*Directions for this task:* Each line that holds the string "extent" counts once. Say how many such lines the entries have, giving the number only.

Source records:
※

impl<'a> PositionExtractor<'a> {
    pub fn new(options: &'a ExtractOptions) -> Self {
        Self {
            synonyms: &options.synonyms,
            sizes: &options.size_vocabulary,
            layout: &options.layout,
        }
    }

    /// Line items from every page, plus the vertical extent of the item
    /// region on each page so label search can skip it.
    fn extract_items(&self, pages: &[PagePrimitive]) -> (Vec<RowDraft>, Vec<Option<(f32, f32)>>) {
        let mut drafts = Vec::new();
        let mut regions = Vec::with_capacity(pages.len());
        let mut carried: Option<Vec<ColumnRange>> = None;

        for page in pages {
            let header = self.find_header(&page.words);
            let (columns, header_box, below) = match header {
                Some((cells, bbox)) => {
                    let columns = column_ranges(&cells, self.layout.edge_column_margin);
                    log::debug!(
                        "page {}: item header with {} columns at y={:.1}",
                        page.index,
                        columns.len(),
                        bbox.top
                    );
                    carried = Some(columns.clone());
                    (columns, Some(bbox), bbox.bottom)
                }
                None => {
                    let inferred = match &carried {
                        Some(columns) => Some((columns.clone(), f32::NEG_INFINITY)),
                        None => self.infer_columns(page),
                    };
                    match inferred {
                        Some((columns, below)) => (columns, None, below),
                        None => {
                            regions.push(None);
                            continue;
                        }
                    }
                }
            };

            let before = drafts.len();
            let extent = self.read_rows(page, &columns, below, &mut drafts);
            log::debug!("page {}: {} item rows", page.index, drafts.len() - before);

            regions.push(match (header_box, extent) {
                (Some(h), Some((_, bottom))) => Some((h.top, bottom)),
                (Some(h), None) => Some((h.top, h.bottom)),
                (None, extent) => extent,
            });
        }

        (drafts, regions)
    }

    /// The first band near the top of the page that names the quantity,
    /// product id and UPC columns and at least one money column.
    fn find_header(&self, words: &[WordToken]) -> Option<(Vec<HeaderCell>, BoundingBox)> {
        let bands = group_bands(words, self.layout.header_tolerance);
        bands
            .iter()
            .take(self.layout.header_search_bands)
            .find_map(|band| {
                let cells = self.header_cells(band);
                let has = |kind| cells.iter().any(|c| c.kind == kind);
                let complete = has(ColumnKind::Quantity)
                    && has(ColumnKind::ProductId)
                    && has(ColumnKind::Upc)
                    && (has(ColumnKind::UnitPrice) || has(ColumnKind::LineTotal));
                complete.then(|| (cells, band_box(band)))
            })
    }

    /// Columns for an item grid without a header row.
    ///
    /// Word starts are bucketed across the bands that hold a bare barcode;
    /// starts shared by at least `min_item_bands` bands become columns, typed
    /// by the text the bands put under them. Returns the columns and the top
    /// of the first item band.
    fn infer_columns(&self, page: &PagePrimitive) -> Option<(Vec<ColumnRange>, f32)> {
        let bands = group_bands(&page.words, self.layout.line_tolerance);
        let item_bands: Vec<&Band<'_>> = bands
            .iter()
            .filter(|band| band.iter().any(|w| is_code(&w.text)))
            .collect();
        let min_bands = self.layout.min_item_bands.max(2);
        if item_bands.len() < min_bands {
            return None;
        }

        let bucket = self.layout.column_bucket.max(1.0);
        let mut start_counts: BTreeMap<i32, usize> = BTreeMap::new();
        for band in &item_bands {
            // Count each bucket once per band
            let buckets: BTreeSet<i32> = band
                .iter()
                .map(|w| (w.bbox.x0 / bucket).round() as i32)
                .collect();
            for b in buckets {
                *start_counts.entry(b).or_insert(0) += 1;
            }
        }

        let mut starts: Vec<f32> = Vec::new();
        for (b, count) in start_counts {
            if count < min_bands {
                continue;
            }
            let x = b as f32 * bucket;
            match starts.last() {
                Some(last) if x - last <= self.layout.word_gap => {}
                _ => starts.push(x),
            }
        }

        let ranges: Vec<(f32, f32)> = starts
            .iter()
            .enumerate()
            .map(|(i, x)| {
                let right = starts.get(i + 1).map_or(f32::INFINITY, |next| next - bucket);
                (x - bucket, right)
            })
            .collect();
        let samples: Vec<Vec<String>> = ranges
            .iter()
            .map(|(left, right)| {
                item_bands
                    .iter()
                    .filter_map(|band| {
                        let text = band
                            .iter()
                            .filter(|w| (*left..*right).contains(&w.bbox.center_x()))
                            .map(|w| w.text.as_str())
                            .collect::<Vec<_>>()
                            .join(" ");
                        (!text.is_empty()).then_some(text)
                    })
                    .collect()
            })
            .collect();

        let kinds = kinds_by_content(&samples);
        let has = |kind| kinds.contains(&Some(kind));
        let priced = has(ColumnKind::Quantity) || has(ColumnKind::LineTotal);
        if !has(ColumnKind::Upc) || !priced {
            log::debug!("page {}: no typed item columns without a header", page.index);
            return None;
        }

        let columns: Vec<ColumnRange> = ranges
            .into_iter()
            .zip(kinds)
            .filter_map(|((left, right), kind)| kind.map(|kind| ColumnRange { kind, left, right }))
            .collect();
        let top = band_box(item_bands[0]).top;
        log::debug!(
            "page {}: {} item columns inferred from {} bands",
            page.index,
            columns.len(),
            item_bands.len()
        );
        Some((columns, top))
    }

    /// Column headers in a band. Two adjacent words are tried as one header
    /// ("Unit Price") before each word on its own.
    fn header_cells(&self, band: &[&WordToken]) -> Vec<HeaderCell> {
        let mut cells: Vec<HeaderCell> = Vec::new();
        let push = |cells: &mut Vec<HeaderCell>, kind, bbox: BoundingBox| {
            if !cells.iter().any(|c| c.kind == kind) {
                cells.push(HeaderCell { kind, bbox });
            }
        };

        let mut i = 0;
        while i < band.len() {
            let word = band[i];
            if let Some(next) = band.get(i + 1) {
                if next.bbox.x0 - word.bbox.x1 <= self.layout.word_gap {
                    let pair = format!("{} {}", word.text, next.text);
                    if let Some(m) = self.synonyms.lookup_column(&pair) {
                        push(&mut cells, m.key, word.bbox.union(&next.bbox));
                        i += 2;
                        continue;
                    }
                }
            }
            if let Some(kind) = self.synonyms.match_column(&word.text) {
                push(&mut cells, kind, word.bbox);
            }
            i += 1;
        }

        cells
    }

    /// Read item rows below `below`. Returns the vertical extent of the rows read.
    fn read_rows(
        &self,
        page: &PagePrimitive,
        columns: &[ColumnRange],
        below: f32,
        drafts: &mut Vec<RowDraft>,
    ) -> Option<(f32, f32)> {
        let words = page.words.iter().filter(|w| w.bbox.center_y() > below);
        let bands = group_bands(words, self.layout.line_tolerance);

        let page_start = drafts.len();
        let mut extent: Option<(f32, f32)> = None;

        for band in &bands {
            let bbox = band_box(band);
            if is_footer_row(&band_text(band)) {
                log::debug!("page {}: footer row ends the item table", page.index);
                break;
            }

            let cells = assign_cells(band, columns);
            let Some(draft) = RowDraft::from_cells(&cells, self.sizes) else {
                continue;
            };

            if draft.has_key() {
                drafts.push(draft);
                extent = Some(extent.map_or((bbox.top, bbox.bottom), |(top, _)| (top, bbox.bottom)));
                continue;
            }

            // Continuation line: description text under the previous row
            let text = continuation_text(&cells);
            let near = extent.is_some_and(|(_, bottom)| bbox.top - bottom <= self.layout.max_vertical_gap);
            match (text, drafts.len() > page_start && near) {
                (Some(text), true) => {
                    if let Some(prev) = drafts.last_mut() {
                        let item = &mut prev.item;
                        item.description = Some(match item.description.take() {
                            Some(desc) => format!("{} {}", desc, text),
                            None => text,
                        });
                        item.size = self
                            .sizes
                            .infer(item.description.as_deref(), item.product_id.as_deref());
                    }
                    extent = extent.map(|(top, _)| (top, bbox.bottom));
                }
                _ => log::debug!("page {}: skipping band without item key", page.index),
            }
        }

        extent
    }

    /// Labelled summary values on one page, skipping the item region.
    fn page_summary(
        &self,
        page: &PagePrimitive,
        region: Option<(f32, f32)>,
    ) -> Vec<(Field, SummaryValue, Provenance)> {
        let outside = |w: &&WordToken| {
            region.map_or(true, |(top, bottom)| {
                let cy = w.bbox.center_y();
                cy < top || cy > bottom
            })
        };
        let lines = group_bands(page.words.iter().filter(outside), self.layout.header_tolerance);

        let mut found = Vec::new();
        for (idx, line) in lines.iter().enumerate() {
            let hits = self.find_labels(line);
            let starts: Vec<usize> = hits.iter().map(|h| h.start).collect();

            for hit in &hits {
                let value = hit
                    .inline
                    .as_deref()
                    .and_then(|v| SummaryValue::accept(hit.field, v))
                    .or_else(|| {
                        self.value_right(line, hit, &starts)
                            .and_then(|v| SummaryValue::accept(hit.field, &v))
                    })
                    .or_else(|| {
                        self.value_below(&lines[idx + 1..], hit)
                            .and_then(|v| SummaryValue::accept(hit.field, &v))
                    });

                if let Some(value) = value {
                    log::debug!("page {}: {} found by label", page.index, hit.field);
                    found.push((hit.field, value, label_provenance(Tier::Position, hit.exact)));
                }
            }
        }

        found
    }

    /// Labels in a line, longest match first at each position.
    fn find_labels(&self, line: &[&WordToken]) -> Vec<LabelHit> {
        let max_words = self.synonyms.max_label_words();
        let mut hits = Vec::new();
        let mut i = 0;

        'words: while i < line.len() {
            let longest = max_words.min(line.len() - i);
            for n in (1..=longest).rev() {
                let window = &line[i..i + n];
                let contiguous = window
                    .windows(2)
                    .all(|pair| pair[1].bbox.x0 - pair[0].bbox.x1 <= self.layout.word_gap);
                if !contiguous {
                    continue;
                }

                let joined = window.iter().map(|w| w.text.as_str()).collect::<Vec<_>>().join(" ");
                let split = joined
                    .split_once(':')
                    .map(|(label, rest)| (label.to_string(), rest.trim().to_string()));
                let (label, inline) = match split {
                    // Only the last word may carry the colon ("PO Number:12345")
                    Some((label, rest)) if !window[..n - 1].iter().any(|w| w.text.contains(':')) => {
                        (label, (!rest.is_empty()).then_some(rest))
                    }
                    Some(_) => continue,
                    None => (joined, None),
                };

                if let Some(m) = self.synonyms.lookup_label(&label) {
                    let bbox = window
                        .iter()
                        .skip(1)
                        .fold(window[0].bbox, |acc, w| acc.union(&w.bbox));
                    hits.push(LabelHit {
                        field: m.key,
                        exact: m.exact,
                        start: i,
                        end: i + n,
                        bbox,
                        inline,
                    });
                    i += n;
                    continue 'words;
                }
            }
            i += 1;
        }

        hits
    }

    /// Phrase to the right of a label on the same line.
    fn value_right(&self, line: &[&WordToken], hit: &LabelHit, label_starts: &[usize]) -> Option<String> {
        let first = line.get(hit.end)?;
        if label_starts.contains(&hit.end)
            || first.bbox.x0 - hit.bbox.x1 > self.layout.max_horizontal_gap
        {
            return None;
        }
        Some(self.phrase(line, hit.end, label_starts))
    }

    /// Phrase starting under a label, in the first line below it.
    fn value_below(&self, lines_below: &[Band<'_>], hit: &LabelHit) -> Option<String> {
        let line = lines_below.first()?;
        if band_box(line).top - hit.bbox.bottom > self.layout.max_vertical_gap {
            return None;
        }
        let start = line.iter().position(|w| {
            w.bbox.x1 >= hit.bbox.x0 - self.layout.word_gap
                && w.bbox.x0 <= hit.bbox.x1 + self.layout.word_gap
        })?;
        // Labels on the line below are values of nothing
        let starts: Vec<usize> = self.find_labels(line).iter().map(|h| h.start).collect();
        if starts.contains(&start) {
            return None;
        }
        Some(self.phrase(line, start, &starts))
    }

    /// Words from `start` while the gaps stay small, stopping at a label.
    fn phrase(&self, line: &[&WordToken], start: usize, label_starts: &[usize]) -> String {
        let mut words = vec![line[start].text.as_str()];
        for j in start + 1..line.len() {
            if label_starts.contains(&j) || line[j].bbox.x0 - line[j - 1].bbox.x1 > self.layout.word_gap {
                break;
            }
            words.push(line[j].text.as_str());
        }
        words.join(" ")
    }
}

※

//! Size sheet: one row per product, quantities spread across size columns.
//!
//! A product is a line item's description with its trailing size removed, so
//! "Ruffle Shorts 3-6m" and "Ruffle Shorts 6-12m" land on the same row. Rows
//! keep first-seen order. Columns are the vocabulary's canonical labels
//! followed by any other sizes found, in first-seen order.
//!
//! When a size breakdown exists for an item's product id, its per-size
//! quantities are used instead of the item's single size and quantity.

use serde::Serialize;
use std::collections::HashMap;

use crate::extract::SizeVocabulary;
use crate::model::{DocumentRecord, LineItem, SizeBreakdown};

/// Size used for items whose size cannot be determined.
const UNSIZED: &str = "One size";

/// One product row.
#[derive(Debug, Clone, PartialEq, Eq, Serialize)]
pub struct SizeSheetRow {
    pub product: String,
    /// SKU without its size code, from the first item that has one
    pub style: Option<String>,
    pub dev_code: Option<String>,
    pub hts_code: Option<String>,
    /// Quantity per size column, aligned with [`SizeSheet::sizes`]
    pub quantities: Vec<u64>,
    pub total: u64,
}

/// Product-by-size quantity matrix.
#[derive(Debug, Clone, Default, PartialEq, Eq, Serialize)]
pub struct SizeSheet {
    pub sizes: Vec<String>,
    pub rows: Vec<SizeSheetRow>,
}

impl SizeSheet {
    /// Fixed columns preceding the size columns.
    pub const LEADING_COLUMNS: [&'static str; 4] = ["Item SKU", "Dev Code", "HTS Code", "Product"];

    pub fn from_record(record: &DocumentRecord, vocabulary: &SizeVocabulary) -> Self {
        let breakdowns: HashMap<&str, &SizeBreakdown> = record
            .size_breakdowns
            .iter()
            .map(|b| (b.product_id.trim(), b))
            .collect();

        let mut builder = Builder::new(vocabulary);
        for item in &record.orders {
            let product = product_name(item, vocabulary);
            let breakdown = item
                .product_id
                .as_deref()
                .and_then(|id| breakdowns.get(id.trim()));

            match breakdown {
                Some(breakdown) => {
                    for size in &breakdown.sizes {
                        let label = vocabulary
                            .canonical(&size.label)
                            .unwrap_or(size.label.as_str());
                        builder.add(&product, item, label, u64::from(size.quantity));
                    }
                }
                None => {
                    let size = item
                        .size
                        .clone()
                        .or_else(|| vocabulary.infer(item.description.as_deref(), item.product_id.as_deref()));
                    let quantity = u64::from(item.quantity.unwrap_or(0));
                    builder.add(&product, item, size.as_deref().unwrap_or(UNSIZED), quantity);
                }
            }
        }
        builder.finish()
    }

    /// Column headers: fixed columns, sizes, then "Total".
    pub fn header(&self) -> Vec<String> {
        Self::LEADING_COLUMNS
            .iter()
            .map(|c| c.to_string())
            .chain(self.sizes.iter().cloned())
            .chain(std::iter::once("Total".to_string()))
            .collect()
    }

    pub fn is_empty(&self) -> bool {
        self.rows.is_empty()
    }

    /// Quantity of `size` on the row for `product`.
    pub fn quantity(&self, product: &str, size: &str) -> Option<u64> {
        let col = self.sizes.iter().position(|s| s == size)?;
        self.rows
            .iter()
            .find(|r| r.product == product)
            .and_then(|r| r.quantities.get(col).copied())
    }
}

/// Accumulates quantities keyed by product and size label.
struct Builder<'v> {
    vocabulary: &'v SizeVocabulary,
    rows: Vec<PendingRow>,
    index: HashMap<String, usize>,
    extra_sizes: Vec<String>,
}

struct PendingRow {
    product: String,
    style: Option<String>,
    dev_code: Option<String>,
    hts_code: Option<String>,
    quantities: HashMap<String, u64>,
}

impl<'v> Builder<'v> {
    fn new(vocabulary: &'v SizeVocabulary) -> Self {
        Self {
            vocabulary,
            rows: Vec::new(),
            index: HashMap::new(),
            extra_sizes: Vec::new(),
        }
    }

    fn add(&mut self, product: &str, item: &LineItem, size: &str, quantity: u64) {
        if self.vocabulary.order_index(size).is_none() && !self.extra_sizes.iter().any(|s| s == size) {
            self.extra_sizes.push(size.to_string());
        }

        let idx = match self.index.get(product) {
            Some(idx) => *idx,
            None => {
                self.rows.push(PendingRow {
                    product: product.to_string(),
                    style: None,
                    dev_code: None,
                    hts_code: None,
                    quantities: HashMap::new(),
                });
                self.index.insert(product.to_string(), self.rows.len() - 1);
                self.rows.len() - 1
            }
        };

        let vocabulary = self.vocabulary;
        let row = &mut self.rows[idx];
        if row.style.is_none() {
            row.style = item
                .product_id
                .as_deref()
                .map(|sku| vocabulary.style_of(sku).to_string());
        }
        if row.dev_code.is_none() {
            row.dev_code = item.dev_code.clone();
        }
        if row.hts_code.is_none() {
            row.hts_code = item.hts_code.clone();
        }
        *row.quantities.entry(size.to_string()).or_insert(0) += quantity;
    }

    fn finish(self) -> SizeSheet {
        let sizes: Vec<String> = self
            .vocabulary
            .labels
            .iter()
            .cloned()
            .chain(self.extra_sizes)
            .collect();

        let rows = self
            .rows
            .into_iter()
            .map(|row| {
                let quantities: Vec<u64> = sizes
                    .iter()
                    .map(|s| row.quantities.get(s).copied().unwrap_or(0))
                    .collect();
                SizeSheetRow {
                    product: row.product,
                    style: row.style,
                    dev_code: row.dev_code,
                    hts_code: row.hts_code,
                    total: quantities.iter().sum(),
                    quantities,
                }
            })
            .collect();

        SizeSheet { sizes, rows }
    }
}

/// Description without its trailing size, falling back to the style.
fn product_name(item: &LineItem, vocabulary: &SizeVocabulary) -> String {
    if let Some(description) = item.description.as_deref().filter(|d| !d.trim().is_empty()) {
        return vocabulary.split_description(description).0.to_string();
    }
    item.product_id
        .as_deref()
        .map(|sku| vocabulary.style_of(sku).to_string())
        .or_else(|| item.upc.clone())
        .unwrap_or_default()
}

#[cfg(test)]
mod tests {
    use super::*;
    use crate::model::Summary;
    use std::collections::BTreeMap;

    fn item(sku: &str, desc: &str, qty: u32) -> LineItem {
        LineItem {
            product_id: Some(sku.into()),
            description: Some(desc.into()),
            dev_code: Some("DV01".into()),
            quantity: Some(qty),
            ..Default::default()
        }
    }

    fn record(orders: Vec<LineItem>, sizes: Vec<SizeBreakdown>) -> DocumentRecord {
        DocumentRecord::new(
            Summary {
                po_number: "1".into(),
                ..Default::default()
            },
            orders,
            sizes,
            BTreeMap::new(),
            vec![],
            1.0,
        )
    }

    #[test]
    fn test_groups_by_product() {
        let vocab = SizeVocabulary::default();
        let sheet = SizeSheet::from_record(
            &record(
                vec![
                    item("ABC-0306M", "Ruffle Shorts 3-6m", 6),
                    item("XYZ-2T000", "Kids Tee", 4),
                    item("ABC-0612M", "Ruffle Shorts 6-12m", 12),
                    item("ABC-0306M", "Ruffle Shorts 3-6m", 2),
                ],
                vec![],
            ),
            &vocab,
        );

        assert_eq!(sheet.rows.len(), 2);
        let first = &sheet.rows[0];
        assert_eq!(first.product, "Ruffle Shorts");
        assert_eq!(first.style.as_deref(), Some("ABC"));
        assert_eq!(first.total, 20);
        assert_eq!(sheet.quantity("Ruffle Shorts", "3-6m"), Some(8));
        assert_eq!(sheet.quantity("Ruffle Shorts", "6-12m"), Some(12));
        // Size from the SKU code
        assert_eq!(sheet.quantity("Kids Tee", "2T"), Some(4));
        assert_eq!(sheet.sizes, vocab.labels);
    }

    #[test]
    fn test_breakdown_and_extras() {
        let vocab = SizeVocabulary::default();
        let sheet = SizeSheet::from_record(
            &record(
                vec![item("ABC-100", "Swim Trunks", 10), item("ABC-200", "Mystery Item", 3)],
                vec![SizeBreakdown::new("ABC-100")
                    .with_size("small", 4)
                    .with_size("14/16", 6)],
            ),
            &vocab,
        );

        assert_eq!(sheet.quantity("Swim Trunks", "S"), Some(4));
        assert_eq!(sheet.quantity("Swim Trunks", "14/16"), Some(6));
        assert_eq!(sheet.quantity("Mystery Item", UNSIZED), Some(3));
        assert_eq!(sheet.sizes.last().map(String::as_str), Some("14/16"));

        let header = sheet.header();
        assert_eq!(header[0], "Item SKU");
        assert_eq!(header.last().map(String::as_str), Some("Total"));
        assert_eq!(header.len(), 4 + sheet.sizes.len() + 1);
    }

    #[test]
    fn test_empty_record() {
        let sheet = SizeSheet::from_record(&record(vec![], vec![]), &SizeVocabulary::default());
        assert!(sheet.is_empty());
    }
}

※

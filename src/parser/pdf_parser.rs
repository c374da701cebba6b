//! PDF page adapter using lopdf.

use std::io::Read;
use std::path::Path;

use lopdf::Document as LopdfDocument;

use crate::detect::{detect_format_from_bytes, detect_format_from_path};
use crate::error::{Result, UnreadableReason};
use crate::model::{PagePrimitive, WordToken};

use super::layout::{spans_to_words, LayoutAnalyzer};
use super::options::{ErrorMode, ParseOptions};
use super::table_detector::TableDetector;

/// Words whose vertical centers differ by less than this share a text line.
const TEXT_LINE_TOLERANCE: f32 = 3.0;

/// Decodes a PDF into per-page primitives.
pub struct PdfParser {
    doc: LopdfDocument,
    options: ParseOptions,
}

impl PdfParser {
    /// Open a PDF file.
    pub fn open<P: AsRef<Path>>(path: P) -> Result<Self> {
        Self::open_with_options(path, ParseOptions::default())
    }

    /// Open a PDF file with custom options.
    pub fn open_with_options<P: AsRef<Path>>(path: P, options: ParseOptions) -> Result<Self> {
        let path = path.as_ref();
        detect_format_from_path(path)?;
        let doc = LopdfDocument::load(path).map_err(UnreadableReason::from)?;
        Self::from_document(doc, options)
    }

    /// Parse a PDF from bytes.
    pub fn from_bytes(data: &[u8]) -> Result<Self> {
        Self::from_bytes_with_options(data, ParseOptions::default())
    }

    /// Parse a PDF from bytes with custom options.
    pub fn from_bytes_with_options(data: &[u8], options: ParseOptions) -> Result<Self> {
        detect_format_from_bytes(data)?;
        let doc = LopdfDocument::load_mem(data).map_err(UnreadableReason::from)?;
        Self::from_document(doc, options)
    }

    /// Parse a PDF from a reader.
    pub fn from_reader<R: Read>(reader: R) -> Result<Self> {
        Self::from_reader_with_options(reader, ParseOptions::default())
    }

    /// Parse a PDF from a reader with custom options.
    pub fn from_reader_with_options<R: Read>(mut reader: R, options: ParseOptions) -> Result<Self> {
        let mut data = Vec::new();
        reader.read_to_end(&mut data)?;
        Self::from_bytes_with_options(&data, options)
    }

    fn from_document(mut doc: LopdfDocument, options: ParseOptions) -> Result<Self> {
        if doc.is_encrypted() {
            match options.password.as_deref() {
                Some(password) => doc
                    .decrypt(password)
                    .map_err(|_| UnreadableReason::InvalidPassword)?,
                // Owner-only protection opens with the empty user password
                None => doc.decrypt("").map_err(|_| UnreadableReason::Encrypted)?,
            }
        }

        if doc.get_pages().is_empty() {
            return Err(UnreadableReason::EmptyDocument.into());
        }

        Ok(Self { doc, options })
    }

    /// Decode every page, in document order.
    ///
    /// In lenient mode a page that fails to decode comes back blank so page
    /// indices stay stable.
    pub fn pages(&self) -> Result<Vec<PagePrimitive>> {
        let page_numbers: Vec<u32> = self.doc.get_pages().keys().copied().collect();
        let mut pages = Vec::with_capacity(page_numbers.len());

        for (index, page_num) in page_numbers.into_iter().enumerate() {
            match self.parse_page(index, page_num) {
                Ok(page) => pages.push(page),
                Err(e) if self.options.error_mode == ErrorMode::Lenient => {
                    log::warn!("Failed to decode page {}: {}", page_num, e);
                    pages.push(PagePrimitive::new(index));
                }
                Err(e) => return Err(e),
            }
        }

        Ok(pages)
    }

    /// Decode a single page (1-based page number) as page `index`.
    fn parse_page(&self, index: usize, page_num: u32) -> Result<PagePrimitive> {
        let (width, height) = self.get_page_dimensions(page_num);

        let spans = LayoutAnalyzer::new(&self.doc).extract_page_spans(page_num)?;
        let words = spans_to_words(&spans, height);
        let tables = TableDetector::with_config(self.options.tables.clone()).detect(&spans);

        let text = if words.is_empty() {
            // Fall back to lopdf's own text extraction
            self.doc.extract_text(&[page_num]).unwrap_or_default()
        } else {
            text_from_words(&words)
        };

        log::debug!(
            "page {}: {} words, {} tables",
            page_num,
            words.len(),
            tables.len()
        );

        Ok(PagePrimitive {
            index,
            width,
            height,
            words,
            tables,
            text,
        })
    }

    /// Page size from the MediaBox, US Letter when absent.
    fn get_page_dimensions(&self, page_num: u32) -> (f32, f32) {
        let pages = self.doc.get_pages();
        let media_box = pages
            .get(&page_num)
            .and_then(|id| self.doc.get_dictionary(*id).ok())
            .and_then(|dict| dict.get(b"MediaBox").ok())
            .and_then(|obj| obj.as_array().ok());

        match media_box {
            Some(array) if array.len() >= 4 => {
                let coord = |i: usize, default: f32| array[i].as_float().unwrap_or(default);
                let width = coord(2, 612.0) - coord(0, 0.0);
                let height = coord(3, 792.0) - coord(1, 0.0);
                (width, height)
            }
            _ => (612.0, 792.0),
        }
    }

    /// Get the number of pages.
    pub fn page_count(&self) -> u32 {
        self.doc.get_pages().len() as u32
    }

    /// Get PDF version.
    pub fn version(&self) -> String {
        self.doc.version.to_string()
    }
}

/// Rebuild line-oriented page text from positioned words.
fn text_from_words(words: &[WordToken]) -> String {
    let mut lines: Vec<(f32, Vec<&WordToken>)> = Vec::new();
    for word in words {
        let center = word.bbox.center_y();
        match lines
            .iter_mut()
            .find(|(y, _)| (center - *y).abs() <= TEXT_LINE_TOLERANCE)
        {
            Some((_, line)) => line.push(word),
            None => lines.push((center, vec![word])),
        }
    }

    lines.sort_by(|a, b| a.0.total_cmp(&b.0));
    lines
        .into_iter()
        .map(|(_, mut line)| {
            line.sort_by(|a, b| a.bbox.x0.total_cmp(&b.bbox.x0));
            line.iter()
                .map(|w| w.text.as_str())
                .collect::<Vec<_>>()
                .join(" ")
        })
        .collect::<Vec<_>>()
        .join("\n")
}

※

*Exercise answer:* 10